The floor was lava

I am a photographer who searches for stories in between power and personality.

Political events affect people on a personal level and individual stories shape the perspectives of our collective political history. This balance between the macro politics of power and individual experiences is an integral part of my practice. As someone that was born in the east, and then for most of my life lived in the west, the impacts of the former regime in Eastern-Europe and the emergence of the new Union in all of Europe are recurring departure points in my work.

My work sets out to expose this relationship, presenting a careful and nuanced narrative that intertwines individual anecdotes into the relevant political context. By using personal and public archives, my own photography, text as well as sound, I present the dense chaos we inhabit in an accessible way. I am an organiser of this density into coherent and sensitive narratives of our society. By always switching between the micro and the macro, I tell stories not only of individuals, but of generations, of an era, of shifts from past to present, present to future and at times even from present to the past.

With my work I hope to articulate the collective political struggles we live amidst and provide people with a narrative that enables us to move forward in greater harmony. Looking back, looking at now and looking at the future, I guide the viewer through a universe that is both universal and completely subjective, reflecting my own personal and political experience, yet always searching for common ground with the viewer.


Estonia, 2021

When we were kids, we used to play the floor is lava in spooky abandoned buildings, but we never realised that the floor really was lava. Through exploring the post-Soviet space that remains in Estonia, I reconcile with my childhood memories and confront the absurdity of being haunted by a past regime that I never experienced.

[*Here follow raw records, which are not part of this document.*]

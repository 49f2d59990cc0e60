//! # taxprep-types
//!
//! Domain types for the taxprep API.
//! This crate contains pure data types and the canned catalogs; its only
//! dependencies are serde and chrono.

pub mod catalog;
pub mod document;
pub mod error;
pub mod license;

// Re-exports for convenience.
pub use catalog::{badges, certificates, Badge, Certificate};
pub use document::{certificate_document, MISSING_CERTIFICATE_ID, PDF_MEDIA_TYPE};
pub use error::{ErrorKind, TaxprepError};
pub use license::{
    verify_license, License, LicenseStatus, LicenseType, PendingLicense, PurchaseRequest,
    VerifiedLicense, VerifyRequest, DEFAULT_VALID_LICENSE_ID,
};
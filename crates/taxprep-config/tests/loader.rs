//! Integration tests for the layered config loader.

use figment::Jail;
use taxprep_config::{load_config, ConfigError};

#[test]
fn loads_defaults_without_file_or_env() {
    Jail::expect_with(|_jail| {
        let config = load_config(None).map_err(|e| e.to_string())?;
        assert_eq!(config.server.port, 8000);
        assert_eq!(config.licensing.valid_license_id, "valid-license");
        Ok(())
    });
}

#[test]
fn file_overrides_defaults() {
    Jail::expect_with(|jail| {
        jail.create_file(
            "taxprep.toml",
            r#"
[server]
port = 9000
api_prefix = "/api"

[licensing]
valid_license_id = "from-file"
"#,
        )?;
        let config = load_config(Some("taxprep.toml")).map_err(|e| e.to_string())?;
        assert_eq!(config.server.port, 9000);
        assert_eq!(config.server.api_prefix, "/api");
        assert_eq!(config.licensing.valid_license_id, "from-file");
        assert_eq!(config.logging.level, "info");
        Ok(())
    });
}

#[test]
fn prefixed_env_overrides_file() {
    Jail::expect_with(|jail| {
        jail.create_file("taxprep.toml", "[server]\nport = 9000\n")?;
        jail.set_env("TAXPREP_SERVER__PORT", "9100");
        jail.set_env("TAXPREP_LOGGING__LEVEL", "debug");
        let config = load_config(Some("taxprep.toml")).map_err(|e| e.to_string())?;
        assert_eq!(config.server.port, 9100);
        assert_eq!(config.logging.level, "debug");
        Ok(())
    });
}

#[test]
fn valid_license_id_env_wins() {
    Jail::expect_with(|jail| {
        jail.create_file(
            "taxprep.toml",
            "[licensing]\nvalid_license_id = \"from-file\"\n",
        )?;
        jail.set_env("VALID_LICENSE_ID", "from-env");
        let config = load_config(Some("taxprep.toml")).map_err(|e| e.to_string())?;
        assert_eq!(config.licensing.valid_license_id, "from-env");
        Ok(())
    });
}

#[test]
fn numeric_license_id_stays_a_string() {
    Jail::expect_with(|jail| {
        jail.set_env("VALID_LICENSE_ID", "12345");
        let config = load_config(None).map_err(|e| e.to_string())?;
        assert_eq!(config.licensing.valid_license_id, "12345");
        Ok(())
    });
}

#[test]
fn numeric_prefixed_license_id_stays_a_string() {
    Jail::expect_with(|jail| {
        jail.set_env("TAXPREP_LICENSING__VALID_LICENSE_ID", "12345");
        let config = load_config(None).map_err(|e| e.to_string())?;
        assert_eq!(config.licensing.valid_license_id, "12345");
        Ok(())
    });
}

#[test]
fn bare_license_id_env_beats_prefixed() {
    Jail::expect_with(|jail| {
        jail.set_env("TAXPREP_LICENSING__VALID_LICENSE_ID", "prefixed");
        jail.set_env("VALID_LICENSE_ID", "bare");
        let config = load_config(None).map_err(|e| e.to_string())?;
        assert_eq!(config.licensing.valid_license_id, "bare");
        Ok(())
    });
}

#[test]
fn invalid_prefix_in_file_is_rejected() {
    Jail::expect_with(|jail| {
        jail.create_file("taxprep.toml", "[server]\napi_prefix = \"api/\"\n")?;
        let result = load_config(Some("taxprep.toml"));
        assert!(matches!(result, Err(ConfigError::Invalid { .. })));
        Ok(())
    });
}

#[test]
fn missing_file_is_an_error() {
    let dir = tempfile::tempdir().expect("tempdir");
    let path = dir.path().join("absent.toml");
    let result = load_config(path.to_str());
    assert!(matches!(result, Err(ConfigError::Load(_))));
}

#[test]
fn malformed_file_is_an_error() {
    let dir = tempfile::tempdir().expect("tempdir");
    let path = dir.path().join("bad.toml");
    std::fs::write(&path, "[server\nport = ").expect("write");
    let result = load_config(path.to_str());
    assert!(matches!(result, Err(ConfigError::Load(_))));
}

In 1963, the same year my father was born, US President John F. Kennedy gave a speech in West-Berlin in which he referred to free men as Berliners. He then preceded by saying “Ich bin ein Berliner.” The phrase became to mean “I am free. “ 24 years later when my mother moved to East-Berlin, the city was still divided in half, and access to the west remained an utopian dream for Soviet students. Two years later however the wall fell and East-Berliners could also utter the words “Ich bin ein Berliner.” At the same time in Dresden, Germans started to attack the KGB headquar-ters, where Vladimir Putin was stationed. As a junior officer he found himself in an awkward po-sition. He was trying to hold back the Germans so KGB officers inside could destroy documents detailing KGB operations but it quickly became obvious that Putin would not be able to do so for long. He attempted to call for backup from Moscow, only to find out that Moscow was crumbling down. Putin uttered the words “Moscow is silent” to a colleague of his. In this moment, the roles had reversed and my parents became free Berliners, with Putin at their mercy. In 2021, are the roles about to be reversed again?

In my thesis “Ich bin ein Berliner” I retell the story of how my parents met and fell in love, against the vehemently political backdrop of 1980s East-Germany and Soviet Union. Through researching the story from the perspective of my parents as well as sources ranging from pop culture to the speeches of former US presidents, I try to imagine what my parents experience could have been like. I end up telling a story about delicate resistance, a resistance that is first and foremost a commitment to the body being the first governor of our experience, and not the state. My parents lived under a brutally restrictive regime, yet I never got the sense that they ever felt particularly controlled. They were free before they were liberated. Surprisingly to me, my parents navigated this chaotic period with relative ease, always adapting to new circumstances and never letting their heads sink below the water for too long at a time. The human experience of navigating this chaos, is the core of my research in the thesis.